Exercise requirements: The required output is every line from the beginning of the entries below through the line that includes "pub fn generate(config: &Config)", copied exactly.

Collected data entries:
==============================
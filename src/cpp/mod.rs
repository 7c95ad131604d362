use std::{
    fs,
    io::{Write, stdout},
    path::PathBuf,
};

use crate::{
    codegen::source_writer::SourceWriter,
    cpp::sections::emit_enums,
    error::{Error, ResultExt},
    load_file,
};

mod sections;


/// Knobs controlling the text of the generated functions.
#[derive(Debug, Clone)]
pub struct CppOptions {
    namespace: String,
    parse_namespace: String,
    string_type: String,
    bool_type: String,
    strip_prefix: bool,
}

impl CppOptions {
    pub fn new(
        namespace: String,
        parse_namespace: Option<String>,
        string_type: String,
        bool_type: String,
        strip_prefix: bool,
    ) -> Self {
        let parse_namespace = parse_namespace.unwrap_or_else(|| {
            if namespace.is_empty() {
                "Parse".to_owned()
            } else {
                format!("{namespace}::Parse")
            }
        });

        Self {
            namespace,
            parse_namespace,
            string_type,
            bool_type,
            strip_prefix,
        }
    }
}

impl Default for CppOptions {
    fn default() -> Self {
        Self::new(
            "Minty".to_owned(),
            None,
            "String".to_owned(),
            "Bool".to_owned(),
            false,
        )
    }
}

/// Everything a single generation run needs to know.
#[derive(Debug, Clone)]
pub struct Config {
    pub input: PathBuf,
    /// Standard output is used when this is `None`.
    pub output: Option<PathBuf>,
    pub options: CppOptions,
}

#[derive(Debug, Clone, Copy, PartialEq, Eq)]
pub struct Summary {
    pub generated: usize,
    pub skipped: usize,
    pub warnings: usize,
}

/// Generates conversion functions for every enum in the input and writes them out in one go.
///
/// Groups that fail to parse are skipped after being reported; they never abort the run.
pub fn generate(config: &Config) -> Result<Summary, Error> {
    let loaded = load_file(&config.input)?;

    let mut writer = SourceWriter::new(Vec::new());
    emit_enums(&mut writer, &loaded.descriptors, &config.options).with_path(&config.input)?;
    let buffer = writer.into_inner();

    match &config.output {
        Some(path) => fs::write(path, &buffer).with_path(path)?,
        None => {
            let mut stdout = stdout().lock();
            stdout
                .write_all(&buffer)
                .and_then(|()| stdout.flush())
                .with_stdout()?;
        }
    }

    let summary = Summary {
        generated: loaded.descriptors.len(),
        skipped: loaded.skipped,
        warnings: loaded.warnings,
    };
    tracing::info!(?summary, "generation finished");

    Ok(summary)
}
//! Boundary between the interaction engine and whatever paints it.
//!
//! The engine never touches pixels. It asks a `DrawingContext` to realize or
//! erase elements, to show length labels, to switch the pointer cursor and to
//! resolve raw pointer coordinates into address-line points.

use crate::model::{Element, Point};
use serde::{Deserialize, Serialize};

/// Pointer cursor shown over the surface.
#[derive(Debug, Clone, Copy, PartialEq, Eq, Hash, Default, Serialize, Deserialize)]
pub enum CursorKind {
    #[default]
    Default,
    /// Over an interval body; dragging moves it
    Move,
    /// Over an interval boundary; dragging resizes it
    Resize,
}

/// Produces the label text for an element, or `None` for no label.
pub type Describer = Box<dyn Fn(&Element) -> Option<String>>;

/// Visual side effects requested by the engine.
///
/// Implementations are called synchronously from the pointer handlers and
/// must not call back into the engine.
pub trait DrawingContext {
    /// Realize an element. Drawing an interval also shows its own label.
    fn draw(&mut self, element: Element);

    /// Erase an element. Clearing an interval also hides its own label.
    fn clear(&mut self, element: Element);

    /// Show a length label anchored to `element`.
    fn add_text(&mut self, element: Element);

    /// Hide the label anchored to `element`, if any.
    fn clear_text(&mut self, element: Element);

    fn set_cursor(&mut self, cursor: CursorKind);

    /// Resolve device coordinates; see
    /// [`AddressMapper::device_to_address`](crate::input::coords::AddressMapper::device_to_address).
    fn pointer_to_address(&self, x: i32, y: i32, clamp: bool) -> Option<Point>;

    fn line_start(&self) -> Point;

    fn line_end(&self) -> Point;
}
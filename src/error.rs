//! Error types for interval operations
//!
//! Provides unified error handling for model construction, interval set
//! mutation, gesture resolution and configuration loading.

use crate::model::{Interval, Point};
use thiserror::Error;

/// Errors that can occur while building or mutating intervals
#[derive(Error, Debug)]
pub enum SpanError {
    /// Boundaries coincide, cross, or lie further apart than `i32::MAX`
    #[error("invalid interval: boundaries {a} and {b} coincide, cross or overflow the length")]
    InvalidInterval { a: Point, b: Point },

    /// Direct insertion of an interval overlapping a live one
    #[error("interval {new} overlaps existing interval {existing}")]
    Overlap { new: Interval, existing: Interval },

    /// Seeded interval reaches outside the addressable line
    #[error("interval {interval} lies outside the line [{start}, {end}]")]
    OutOfBounds {
        interval: Interval,
        start: Point,
        end: Point,
    },

    /// A gesture reached a state that breaks an engine invariant
    #[error("unresolved gesture: {0}")]
    UnresolvedGesture(String),

    /// Section layout rejected during validation
    #[error("invalid configuration: {0}")]
    InvalidConfig(String),

    /// IO error from std::io
    #[error("IO error: {0}")]
    Io(#[from] std::io::Error),

    /// JSON parsing error from serde_json
    #[error("JSON parse error: {0}")]
    Json(#[from] serde_json::Error),
}

/// Result type alias for interval operations
pub type SpanResult<T> = Result<T, SpanError>;
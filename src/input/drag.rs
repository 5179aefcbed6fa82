//! Drag gestures - the working interval of a create, resize or move.
//!
//! ## Create and Resize
//!
//! Both keep one boundary fixed and follow the pointer with the other one,
//! clamped into the open gap (among the other intervals) around the fixed
//! boundary. A create starts without a working interval; the first update
//! that leaves the fixed point produces one.
//!
//! ## Move
//!
//! The interval is shifted by the pointer displacement since the press,
//! clamped so it stays on the line. If the shifted interval hits another
//! interval, it is placed flush against that blocker on the side the pointer
//! is on, provided the space there is wide enough. Otherwise the previous
//! working interval is kept.

use crate::error::{SpanError, SpanResult};
use crate::model::{Element1D, Interval, Point, gaps};
use serde::Serialize;
use tracing::debug;

/// Which gesture a drag performs.
#[derive(Debug, Clone, Copy, PartialEq, Eq, Hash, Serialize)]
#[serde(rename_all = "snake_case")]
pub enum DragKind {
    Create,
    Resize,
    Move,
}

/// One boundary fixed, the other following the pointer inside `space`.
#[derive(Debug, Clone, PartialEq, Eq)]
pub struct SpanDrag {
    fixed: Point,
    space: Interval,
    origin: Option<Interval>,
    current: Option<Interval>,
}

impl SpanDrag {
    fn new(fixed: Point, space: Interval, origin: Option<Interval>) -> Self {
        Self {
            fixed,
            space,
            origin,
            current: origin,
        }
    }

    pub fn fixed(&self) -> Point {
        self.fixed
    }

    /// Open gap the moving boundary is confined to.
    pub fn space(&self) -> Interval {
        self.space
    }

    fn update(&mut self, pointer: Point) -> SpanResult<Option<Interval>> {
        let moving = self.space.clamp_point(pointer);
        if moving != self.fixed {
            self.current = Some(Interval::new(self.fixed, moving)?);
        }
        Ok(self.current)
    }
}

/// Whole-interval shift with collision handling against a frozen snapshot.
#[derive(Debug, Clone, PartialEq, Eq)]
pub struct MoveDrag {
    anchor: Point,
    origin: Interval,
    current: Interval,
    /// Every other interval, ascending, as of drag start
    obstacles: Vec<Interval>,
    line_start: Point,
    line_end: Point,
}

impl MoveDrag {
    pub fn anchor(&self) -> Point {
        self.anchor
    }

    pub fn obstacles(&self) -> &[Interval] {
        &self.obstacles
    }

    fn update(&mut self, pointer: Point) -> SpanResult<Option<Interval>> {
        let shift = self.anchor.displacement(&pointer);
        let shift = if shift < 0 {
            shift.max(self.origin.start().displacement(&self.line_start))
        } else {
            shift.min(self.origin.end().displacement(&self.line_end))
        };

        let tentative = self.origin.moved_by(shift);
        self.current = self.resolve_collision(tentative, pointer)?;
        Ok(Some(self.current))
    }

    /// Index of the overlapping obstacle whose center is closest to `tentative`.
    fn blocker(&self, tentative: &Interval) -> Option<usize> {
        let mut best: Option<(usize, i64)> = None;
        for (index, obstacle) in self.obstacles.iter().enumerate() {
            if !obstacle.overlaps(tentative) {
                continue;
            }
            let distance = (obstacle.doubled_center() - tentative.doubled_center()).abs();
            if best.is_none_or(|(_, best_distance)| distance < best_distance) {
                best = Some((index, distance));
            }
        }
        best.map(|(index, _)| index)
    }

    fn resolve_collision(&self, tentative: Interval, pointer: Point) -> SpanResult<Interval> {
        let Some(index) = self.blocker(&tentative) else {
            return Ok(tentative);
        };
        let blocker = self.obstacles[index];
        let length = tentative.length();

        if blocker.center() > pointer.x() {
            let prev = index.checked_sub(1).and_then(|i| self.obstacles.get(i));
            let free_start = gaps::free_start_after(prev, self.line_start);
            if free_start.displacement(&blocker.start()) > length {
                let end = blocker.start().moved_by(-1);
                return Interval::new(end.moved_by(-length), end);
            }
        } else {
            let next = self.obstacles.get(index + 1);
            let free_end = gaps::free_end_before(next, self.line_end);
            if blocker.end().displacement(&free_end) > length {
                let start = blocker.end().moved_by(1);
                return Interval::new(start, start.moved_by(length));
            }
        }

        debug!(%tentative, %blocker, kept = %self.current, "Move blocked");
        Ok(self.current)
    }
}

/// An active drag.
#[derive(Debug, Clone, PartialEq, Eq)]
pub enum Drag {
    Create(SpanDrag),
    Resize(SpanDrag),
    Move(MoveDrag),
}

impl Drag {
    /// Start creating an interval at `anchor`.
    ///
    /// Returns `None` when `anchor` is not inside any open gap, which happens
    /// when it lies on a boundary of an existing interval or the gap around
    /// it has no width.
    pub fn create<'a, I>(anchor: Point, intervals: I, line_start: Point, line_end: Point) -> Option<Self>
    where
        I: IntoIterator<Item = &'a Interval>,
    {
        let space = gaps::open_gap_containing(intervals, anchor, line_start, line_end)?;
        Some(Self::Create(SpanDrag::new(anchor, space, None)))
    }

    /// Start resizing `parent`, keeping `fixed` in place.
    ///
    /// `others` must hold every live interval except `parent`, ascending.
    pub fn resize(
        fixed: Point,
        parent: Interval,
        others: &[Interval],
        line_start: Point,
        line_end: Point,
    ) -> SpanResult<Self> {
        let space = gaps::open_gap_containing(others, fixed, line_start, line_end)
            .ok_or_else(|| SpanError::UnresolvedGesture(format!("no free space around {parent}")))?;
        Ok(Self::Resize(SpanDrag::new(fixed, space, Some(parent))))
    }

    /// Start moving `origin`, grabbed at `anchor`.
    ///
    /// `others` must hold every live interval except `origin`, ascending.
    pub fn shift(anchor: Point, origin: Interval, others: Vec<Interval>, line_start: Point, line_end: Point) -> Self {
        Self::Move(MoveDrag {
            anchor,
            origin,
            current: origin,
            obstacles: others,
            line_start,
            line_end,
        })
    }

    pub fn kind(&self) -> DragKind {
        match self {
            Self::Create(_) => DragKind::Create,
            Self::Resize(_) => DragKind::Resize,
            Self::Move(_) => DragKind::Move,
        }
    }

    /// The interval the drag started from; `None` for a create.
    pub fn origin(&self) -> Option<Interval> {
        match self {
            Self::Create(drag) | Self::Resize(drag) => drag.origin,
            Self::Move(drag) => Some(drag.origin),
        }
    }

    /// The current working interval.
    pub fn result(&self) -> Option<Interval> {
        match self {
            Self::Create(drag) | Self::Resize(drag) => drag.current,
            Self::Move(drag) => Some(drag.current),
        }
    }

    /// True once the working interval differs from where the drag started.
    pub fn is_modified(&self) -> bool {
        self.result().is_some() && self.result() != self.origin()
    }

    /// Feed a pointer position (clamped onto the line) and return the new
    /// working interval.
    pub fn update(&mut self, pointer: Point) -> SpanResult<Option<Interval>> {
        match self {
            Self::Create(drag) | Self::Resize(drag) => drag.update(pointer),
            Self::Move(drag) => drag.update(pointer),
        }
    }
}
==============================
Solved exercise:
filename src/cpp/mod.rs
repository 7c95ad131604d362
use std::{
    fs,
    io::{Write, stdout},
    path::PathBuf,
};

use crate::{
    codegen::source_writer::SourceWriter,
    cpp::sections::emit_enums,
    error::{Error, ResultExt},
    load_file,
};

mod sections;


/// Knobs controlling the text of the generated functions.
#[derive(Debug, Clone)]
pub struct CppOptions {
    namespace: String,
    parse_namespace: String,
    string_type: String,
    bool_type: String,
    strip_prefix: bool,
}

impl CppOptions {
    pub fn new(
        namespace: String,
        parse_namespace: Option<String>,
        string_type: String,
        bool_type: String,
        strip_prefix: bool,
    ) -> Self {
        let parse_namespace = parse_namespace.unwrap_or_else(|| {
            if namespace.is_empty() {
                "Parse".to_owned()
            } else {
                format!("{namespace}::Parse")
            }
        });

        Self {
            namespace,
            parse_namespace,
            string_type,
            bool_type,
            strip_prefix,
        }
    }
}

impl Default for CppOptions {
    fn default() -> Self {
        Self::new(
            "Minty".to_owned(),
            None,
            "String".to_owned(),
            "Bool".to_owned(),
            false,
        )
    }
}

/// Everything a single generation run needs to know.
#[derive(Debug, Clone)]
pub struct Config {
    pub input: PathBuf,
    /// Standard output is used when this is `None`.
    pub output: Option<PathBuf>,
    pub options: CppOptions,
}

#[derive(Debug, Clone, Copy, PartialEq, Eq)]
pub struct Summary {
    pub generated: usize,
    pub skipped: usize,
    pub warnings: usize,
}

/// Generates conversion functions for every enum in the input and writes them out in one go.
///
/// Groups that fail to parse are skipped after being reported; they never abort the run.
pub fn generate(config: &Config) -> Result<Summary, Error> {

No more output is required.